CED: BIO's Comments to the the Medicare Evidence Development & Coverage Advisory Committee’s (MEDCAC) questions regarding the evidentiary characteristics of coverage with evidence development (CED)
Re: Request for Comments Regarding Evidentiary Characteristics of Coverage with Evidence Development
Dear Ms. Ellis:
The Biotechnology Industry Organization (BIO) appreciates this opportunity to respond to the Medicare Evidence Development & Coverage Advisory Committee’s (MEDCAC) questions regarding the evidentiary characteristics of coverage with evidence development (CED). BIO is the largest trade organization to serve and represent the biotechnology industry in the United States and around the globe. BIO represents more than 1,100 biotechnology companies, academic institutions, state biotechnology centers and related organizations across the United States and in more than 30 other nations. BIO members are involved in the research and development of innovative healthcare, agricultural, industrial and environmental biotechnology products.
As a representative of members dedicated to developing new therapies and ensuring access to them, BIO supports the use of CED when it is used to help patients gain access to otherwise unavailable drugs, biologicals and other therapies. Our members invest billions of dollars each year in clinical research to develop and disseminate evidence to help guide the effective use of their therapies. This investment generally continues after the Food and Drug Administration’s (FDA’s) stringent drug and biological approval requirements are met and often includes post-marketing studies required by FDA. We also support the dissemination of this evidence, as appropriate, to further clinical knowledge and enhance and improve the clinical decision-making process.

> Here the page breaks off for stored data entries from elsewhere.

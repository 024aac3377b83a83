/// One decoded output sample.
///
/// Always opaque: every bit depth this crate decodes produces `a == 0xFF`.
#[derive(Clone, Copy, Debug, PartialEq, Eq, Hash)]
pub struct DecodedPixel {
    pub a: u8,
    pub r: u8,
    pub g: u8,
    pub b: u8,
}

impl DecodedPixel {
    /// Build an opaque pixel from red, green and blue.
    #[inline]
    pub const fn opaque(r: u8, g: u8, b: u8) -> Self {
        Self { a: 0xFF, r, g, b }
    }

    /// The 4 output bytes of this pixel in the given order.
    #[inline]
    pub fn to_bytes(self, order: SampleOrder) -> [u8; 4] {
        match order {
            SampleOrder::Argb => [self.a, self.r, self.g, self.b],
            SampleOrder::Rgba => [self.r, self.g, self.b, self.a],
            SampleOrder::Bgra => [self.b, self.g, self.r, self.a],
        }
    }
}

#[cfg(feature = "rgb")]
impl From<DecodedPixel> for rgb::RGBA8 {
    fn from(p: DecodedPixel) -> Self {
        rgb::RGBA8::new(p.r, p.g, p.b, p.a)
    }
}

/// Byte order of each 4-byte sample in a raw output stream.
#[non_exhaustive]
#[derive(Clone, Copy, Debug, Default, PartialEq, Eq)]
pub enum SampleOrder {
    /// A, R, G, B. The layout of the `output_rotated.raw` artifact.
    #[default]
    Argb,
    /// R, G, B, A.
    Rgba,
    /// B, G, R, A (a little-endian `0xAARRGGBB` word).
    Bgra,
}

impl SampleOrder {
    /// Bytes per emitted sample.
    pub const BYTES_PER_PIXEL: usize = 4;
}

impl core::str::FromStr for SampleOrder {
    type Err = alloc::string::String;

    fn from_str(s: &str) -> Result<Self, Self::Err> {
        match s.to_ascii_lowercase().as_str() {
            "argb" => Ok(Self::Argb),
            "rgba" => Ok(Self::Rgba),
            "bgra" => Ok(Self::Bgra),
            other => Err(alloc::format!("unknown sample order `{other}`")),
        }
    }
}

Before responding to MEDCAC's panel voting questions, we believe it is important to address more broadly the applicability of CED to drugs and biologicals. The Centers for Medicare and Medicaid Services (CMS) should not second-guess FDA’s drug approval decisions by requiring additional post-approval studies of a drug or biological for “medically accepted indications,” as defined by statute or pursuant to longstanding Medicare guidance, as FDA has already determined that the products are safe and effective. CED is not necessary or appropriate for FDA-approved uses of drugs and biologicals that are approved for use in the Medicare population, including disabled and patients older than age 65. Moreover, the Social Security Act’s definition of “drugs or biologicals” requires that each drug or biological be included or approved for inclusion in the United States Pharmacopoeia or be “approved by the pharmacy and drug therapeutics committee (or equivalent committee) of the medical staff of the hospital furnishing such drugs and biologicals for use in such hospital.” These requirements, combined with FDA approval, provide additional assurance that the therapy has been thoroughly reviewed by independent experts prior to coverage.
In addition, CED should not be applied to drugs and biologicals that are used for “medically accepted indications” of drugs or biologicals used in anti-cancer chemotherapeutic regimens, which include the FDA-approved uses as well as uses that are listed in certain compendia or are supported by peer-reviewed literature. Medicare also has long granted its contractors authority to determine that unlabeled uses of other drugs are “medically accepted” based on “the major drug compendia, authoritative medical literature and/or accepted standards of medical practice.” By using authoritative compendia and medical literature to define “medically accepted indications,” the statute and Medicare’s guidance protect beneficiaries’ timely access to drugs and biologicals while also ensuring that Medicare’s coverage policies are truly evidence-based.
Finally, FDA and CMS each have separate and distinct mandates that CMS must adhere to in any redesign of the CED policies. While BIO supports the two agencies working together to ensure patients have access to needed therapies, it is critical that the unique missions of these two agencies remain distinct, and not be comingled or compromised in the course of CED application. Congress deliberately bestowed FDA and CMS with distinct authorities and standards for approval and coverage decisions respectively, consistent with the different missions and constituencies of the agencies. FDA has the appropriate combination of expertise and resources to review and approve study design and results of clinical trials needed to demonstrate that drugs and biologicals are safe and effective. CMS should not attempt to use its limited resources to duplicate these capabilities. The industry should not be put into a "double jeopardy" situation (i.e., CMS should not apply CED to those products that are already subject to REMs or other post-market studies required by the FDA).
BIO appreciates CMS’ attempt to solicit stakeholders’ input regarding its CED policies and understands that CMS leadership is seeking comments to help develop new guidance on CED. We urge CMS to make any change to CED in response to, or as a result of, the MEDCAC meeting, subject to an additional notice and comment period so that stakeholders have the opportunity to comment on specific changes being proposed.
Centers for Medicare and Medicaid Services. MEDCAC Meeting 5/16/2012 - Evidentiary Characteristics for Coverage with Evidence Development (CED). Available at: http://www.cms.gov/medicare-coverage-database/details/medcac-meeting-details.aspx?MEDCACId=63&TimeFrame=7&DocType=All&bc=AgAAYAAAAAAA&
SSA § 1861(t)(1).
SSA § 1861(t)(2)(B).
Medicare Benefit Policy Manual, ch. 15, § 50.4.2.